Lost, I went back & read more of your sitch from earlier last week. I can fully understand the need for someone to understand and 'get you'. I hear that is what the OM does for you and why the relationship, for both of you is creating a deeper attachment.
I can relate to a H who is a work-aholic, mine is too. The lonliness is devestating to ones ego & draining to the emotional bucket.
What if I told you that this 'working extreme hours' is how your H has shown you how much he loves you? Would that change how you view his actions? Instead of him running away to work because he doesn't love you, you see his going to work each day & stays long hours because he loves you beyond compare & wants more than anything to make you happy & the only way he knows of (for what ever reason) and is good at, is to work & provide.
I suggest 3 things:
1- Cool it with the OM & by that I mean no intimate talks about feelings, thoughts, etc you wouldn't have with other co-workers. Explain to him why you need to do this. To develop your own sense of emotional maturity & decision making.

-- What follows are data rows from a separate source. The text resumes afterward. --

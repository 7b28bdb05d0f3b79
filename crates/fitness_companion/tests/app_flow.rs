use fitness_companion::navigation::{HomeTab, OnboardingStep};
use fitness_companion::{App, open_store};
use fitness_companion_core::activity::ActivityConfig;
use fitness_companion_core::profile_setup::{ContactDetails, Gender, Goal, Navigation, SetupStep};

async fn app_at(path: &std::path::Path) -> App {
    let store = open_store(Some(path)).await.unwrap();
    App::new(store, None, ActivityConfig::default())
}

#[tokio::test]
async fn account_and_profile_survive_restart() {
    let dir = tempfile::tempdir().unwrap();
    let path = dir.path().join("prefs.json");

    {
        let mut app = app_at(&path).await;
        app.onboarding.next();
        assert_eq!(app.onboarding.skip(), OnboardingStep::Finished);

        app.auth
            .register("ana@duoc.cl", "Segura123", "Segura123")
            .await
            .unwrap();

        let mut setup = app.profile.begin_setup().await.unwrap();
        assert_eq!(setup.contact().email, "ana@duoc.cl");
        assert_eq!(setup.advance(), Navigation::Moved(SetupStep::Gender));
        setup.select_gender(Gender::Female).unwrap();
        setup.set_age(31).unwrap();
        setup.advance();
        setup.advance();
        setup.advance();
        assert_eq!(setup.step(), SetupStep::Goal);
        setup.select_goal(Goal::ALL[0]).unwrap();
        setup
            .select_activity_level(Default::default())
            .unwrap();
        setup.set_contact(ContactDetails {
            full_name: "Ana Perez".into(),
            email: "ana@duoc.cl".into(),
            ..ContactDetails::default()
        });
        app.profile.finish_setup(&setup).await.unwrap();
        assert!(app.profile.set_bio("trail runner").await.unwrap());
    }

    let mut app = app_at(&path).await;
    app.auth.login("ana@duoc.cl", "Segura123").await.unwrap();
    assert_eq!(app.welcome_message().await.unwrap(), "Welcome, Ana Perez!");
    let p = app.profile.profile();
    assert_eq!(p.gender, "Female");
    assert_eq!(p.bio, "trail runner");
    assert_eq!(app.tabs.select_index(HomeTab::Profile.index()), HomeTab::Profile);
}

#[tokio::test]
async fn logout_empties_the_file() {
    let dir = tempfile::tempdir().unwrap();
    let path = dir.path().join("prefs.json");
    let app = app_at(&path).await;
    app.auth
        .register("a@b.com", "abc123", "abc123")
        .await
        .unwrap();
    app.auth.logout().await.unwrap();

    let on_disk: serde_json::Value =
        serde_json::from_str(&std::fs::read_to_string(&path).unwrap()).unwrap();
    assert_eq!(on_disk, serde_json::json!({}));

    let reopened = app_at(&path).await;
    assert!(reopened.auth.login("a@b.com", "abc123").await.is_err());
}
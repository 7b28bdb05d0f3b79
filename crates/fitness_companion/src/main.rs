use std::path::PathBuf;
use std::time::Duration;

use anyhow::Context;

use fitness_companion::navigation::{HomeTab, OnboardingStep};
use fitness_companion::{App, logging, open_store};
use fitness_companion_core::activity::{ActivityConfig, Mood};
use fitness_companion_core::config::Config;
use fitness_companion_core::utils::format_clock_time;

/// Headless walk through the main flows: onboarding, login, a short
/// simulated run and the headline feed.
#[tokio::main]
async fn main() -> anyhow::Result<()> {
    let level = logging::init();
    tracing::info!("fitness_companion: log filter: {}", level);

    // Short timings so the simulated run finishes in about a second.
    let activity = ActivityConfig {
        countdown_ticks: 3,
        tick_interval: Duration::from_millis(20),
        ..ActivityConfig::default()
    };

    let mut app = match Config::from_env() {
        Ok(config) => App::from_config(&config, activity)
            .await
            .context("failed to open preference store")?,
        Err(e) => {
            tracing::warn!(error = %e, "headline service not configured; news tab disabled");
            let data_path = std::env::var("FITNESS_DATA_PATH").ok().map(PathBuf::from);
            let store = open_store(data_path.as_deref())
                .await
                .context("failed to open preference store")?;
            App::new(store, None, activity)
        }
    };

    while let OnboardingStep::Page(i) = app.onboarding.current() {
        tracing::debug!(page = i, title = app.onboarding.title(), "onboarding page");
        app.onboarding.next();
    }

    if app.auth.login("demo@fitness.app", "demo123").await.is_err() {
        app.auth
            .register("demo@fitness.app", "demo123", "demo123")
            .await
            .context("demo registration failed")?;
        app.auth.login("demo@fitness.app", "demo123").await?;
    }
    println!("{}", app.welcome_message().await?);

    app.tabs.select(HomeTab::Activity);
    app.activity.start().await?;
    tokio::time::sleep(Duration::from_millis(1000)).await;
    app.activity.set_locked(false).await;
    app.activity.terminate().await?;
    app.activity.select_mood(Mood::Happy).await?;
    let summary = app.activity.confirm().await?;
    if let (Some(start), Some(end)) = (summary.start_time, summary.end_time) {
        println!("run {} - {}", format_clock_time(start), format_clock_time(end));
    }
    println!("{}", serde_json::to_string_pretty(&summary)?);

    app.tabs.select(HomeTab::News);
    if let Some(feed) = app.news.as_mut() {
        feed.refresh().await;
        match feed.error_message() {
            Some(msg) => println!("{msg}"),
            None => {
                for article in feed.articles() {
                    println!("- {} ({})", article.title, article.source_name());
                }
            }
        }
    }

    Ok(())
}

2- Buy & read the following books: DB, Keeping Love Alive, the 5 love languages, & the relationship cure.
3- GET THEE INTO COUNSELING!! I would highly recommend finding a counselor who you can share these intimate feelings & thoughts with, who can provides an impartial viewpoint. Neither H or OM, despite their best intentions, can do that for you. Do individual counseling first and then if you are ready & H is ready, at minimum do divorce counseling and hopefully, marriage counseling.
I don't agree that you should return home to do these things. Women, like us who went right from Mom & Dad to marriage, struggle to find our own emotional identity. Space helps us with that.
If your H is not willing to make changes, other than to work less, without working through with you, why it hurts you for him to do that or why he works so much, it seems like a mute point to move back to him. but ultimately that decision is up to you. I left because my sitch was becoming physically dangerous for me to stay.
Make it clear to your H that you are conflicted about the D. My counselor told me & I have heard on this board more than once. If you are unsure of a decision, than be ok with your indecision, tel him of that, and wait until you can be sure of it.
If YOU are not convinced that a D is the right thing to do for you at this point, then don't do it. But getting involved with someone else emotionally will give you all the wrong reasons to leave the marriage.
Just a side thought, don't you think if you leave your H for an OM, that it is just matter of time before your OM begins to wonder when you are going to trade him in for a better model??
remember to breath, take it one moment at a time, & that you can only change you.
Divorced 03/2010 Mom to two amazing kids
Taking the road less traveled because those encountered on the way may be just as unique.